Tenders of the Notes pursuant to the Tender Offer will be
irrevocable except in the limited circumstances described in the
Tender Offer Memorandum.
Capitalised terms used in this announcement but not defined have
the meanings given to them in the Tender Offer Memorandum.
Summary of the Tender Offer
ISIN /
Description Outstanding Common Maximum
of Principal Code ISIN / CUSIP Minimum Purchase Acceptance
the Notes Amount Reg S Notes 144A Notes Denomination Price Amount
------------------ --------------------- -------------- -------------- -------------- ----------- ------------------
UZS UZS XS2264056313/ US91822Q2D80/ UZS UZS UZS
2,000,000,000,000 2,000,000,000,000(1) 226405631 91822Q2D8 2,500,000,000 10,000,000 1,000,000,000,000
14.50% Notes and integral per UZS in aggregate
due 2023 multiples 10,000,000 principal
of UZS in amount
10,000,000 principal
thereafter amount
of
Notes(2)
(1) As at 28 September 2023.
(2) Payment of the Purchase Price, along with Accrued Interest
Amounts (as defined herein), shall be made in U.S. Dollars,
calculated as set out in the Tender Offer Memorandum in "The Tender
Offer - U.S. Dollar Settlement" .
The Purchase Price and Accrued Interest Amount
Noteholders that validly tender their Notes (and do not validly
revoke in the limited circumstances in which revocation is
permitted) at or prior to 10.00 pm (London time) on 4 October 2023,
unless such time and date is extended by Uzbekistan or earlier
terminated (such time and date, as the same may be extended, the
"Expiration Deadline") (providing such tender is received by the
Tender Agent at or prior to the Expiration Deadline) and whose
tender of such Notes is accepted by Uzbekistan, will be eligible to
receive on the Payment Date (currently expected to be on or about
12 October 2023), subject to the conditions described in the Tender
Offer Memorandum, an amount in U.S. Dollars, calculated as set out
below in "U.S. Dollar Settlement", representing the U.S. Dollar
equivalent of the Soum total of:
-- the Purchase Price; and
-- an amount equal to the Accrued Interest Amount up to but excluding the Payment Date,
The calculations of the Purchase Price and the Accrued Interest
Amount will be made by the Issuer and such calculations will be
final and binding on all Noteholders, absent manifest error.

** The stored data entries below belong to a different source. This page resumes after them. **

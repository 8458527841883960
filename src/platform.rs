//! Collaborator interfaces implemented by the windowing backend.
//!
//! The note core never talks to the operating system directly. Everything it
//! needs from the desktop (pointer state, screen geometry, the native
//! drag-and-drop loop and the note surfaces themselves) goes through the
//! traits in this module.

use std::time::Instant;

use resvg::tiny_skia::Pixmap;

use crate::Error;
use crate::geometry::{Point, Rect};
use crate::note::{DragPayload, NoteId};

/// Desktop services shared by all notes.
pub trait Platform {
    /// Current time of the animation clock.
    fn now(&self) -> Instant {
        Instant::now()
    }

    /// Global pointer position in screen coordinates.
    fn cursor_position(&self) -> Point;

    /// Whether the primary pointer button is physically held down.
    fn primary_pressed(&self) -> bool;

    /// Usable area of the screen containing `window`, excluding panels and
    /// taskbars.
    fn usable_bounds(&self, window: Rect) -> Rect;

    /// Usable area of the primary screen.
    fn primary_usable_bounds(&self) -> Rect;

    /// Create the native surface for a new note.
    fn create_surface(&mut self, id: NoteId) -> Result<Box<dyn Surface>, Error>;

    /// Run the blocking native drag-and-drop loop.
    ///
    /// The backend must call `progress` whenever the loop asks whether to
    /// continue and whenever it gives drag feedback. Returning
    /// [`DragAction::Cancel`] asks the loop to abort the drag.
    fn run_drag_loop(
        &mut self,
        payload: DragPayload,
        progress: &mut dyn FnMut(DragProgress) -> DragAction,
    ) -> Result<DropEffect, DragLoopError>;
}

/// Native window showing a single note.
pub trait Surface {
    /// Move and resize the window.
    fn set_bounds(&mut self, bounds: Rect);

    fn set_opacity(&mut self, opacity: f64);

    fn set_visible(&mut self, visible: bool);

    /// Let pointer events pass through the window.
    fn set_hit_test_transparent(&mut self, transparent: bool);

    /// Toggle secondary controls like the pin and edit buttons.
    fn set_affordances_visible(&mut self, visible: bool);

    /// Whether the native window still exists.
    fn is_alive(&self) -> bool;

    /// Destroy the native window.
    fn close(&mut self);
}

/// Native window of the shelf tray.
pub trait ShelfSurface {
    fn bounds(&self) -> Rect;

    fn is_visible(&self) -> bool;

    fn set_visible(&mut self, visible: bool);

    fn is_disposed(&self) -> bool;

    /// Show a new or updated item.
    fn show_item(&mut self, id: NoteId, thumbnail: &Pixmap);

    /// Remove an item from display.
    fn remove_item(&mut self, id: NoteId);
}

/// Native drag loop state handed to the progress callback.
#[derive(Copy, Clone, PartialEq, Eq, Debug)]
pub struct DragProgress {
    pub cursor: Point,
    pub time: Instant,
}

/// Response to a native drag loop progress query.
#[derive(Copy, Clone, PartialEq, Eq, Debug)]
pub enum DragAction {
    Continue,
    Cancel,
}

/// Final result of a native drag loop.
#[derive(Copy, Clone, PartialEq, Eq, Debug)]
pub enum DropEffect {
    /// No target accepted the payload, or the drag was cancelled.
    None,
    /// The target copied the payload.
    Copy,
    /// The target took ownership of the payload.
    Move,
}

/// Failure inside the native drag loop.
#[derive(thiserror::Error, Debug)]
pub enum DragLoopError {
    #[error("payload export failed: {0}")]
    Export(String),
    #[error("drag loop failed: {0}")]
    Native(String),
}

The "Accrued Interest Amount" shall equal accrued and unpaid
interest, if any, on such Notes from (and including) the
immediately preceding interest payment date for the Notes up to
(but excluding) the Payment Date.
U.S. Dollar Settlement
Payment of the Purchase Price and Accrued Interest Amounts shall
be made in U.S. Dollars and will be calculated by the Tender Agent
for payment in U.S. Dollars by dividing the relevant Soum amounts
by the FX Rate, where "FX Rate" means the Soum / U.S. Dollar
exchange rate announced by the Issuer and used to price the New
Notes Offering (as defined below), expressed as the amount of Soum
per one U.S. Dollar and, which is expected to be as reported by the
Central Bank of the Republic of Uzbekistan and published on its
website (https://cbu.uz/en or any successor page thereto), on the
date of the pricing of the New Notes Offering (currently expected
to be 5 October 2023).
Financing Condition
The Issuer is not under any obligation to accept for purchase
any Notes tendered pursuant to the Tender Offer. The acceptance for
purchase by the Issuer of Notes tendered pursuant to the Tender
Offer is at the sole and absolute discretion of the Issuer and
tenders may be rejected by the Issuer for any reason.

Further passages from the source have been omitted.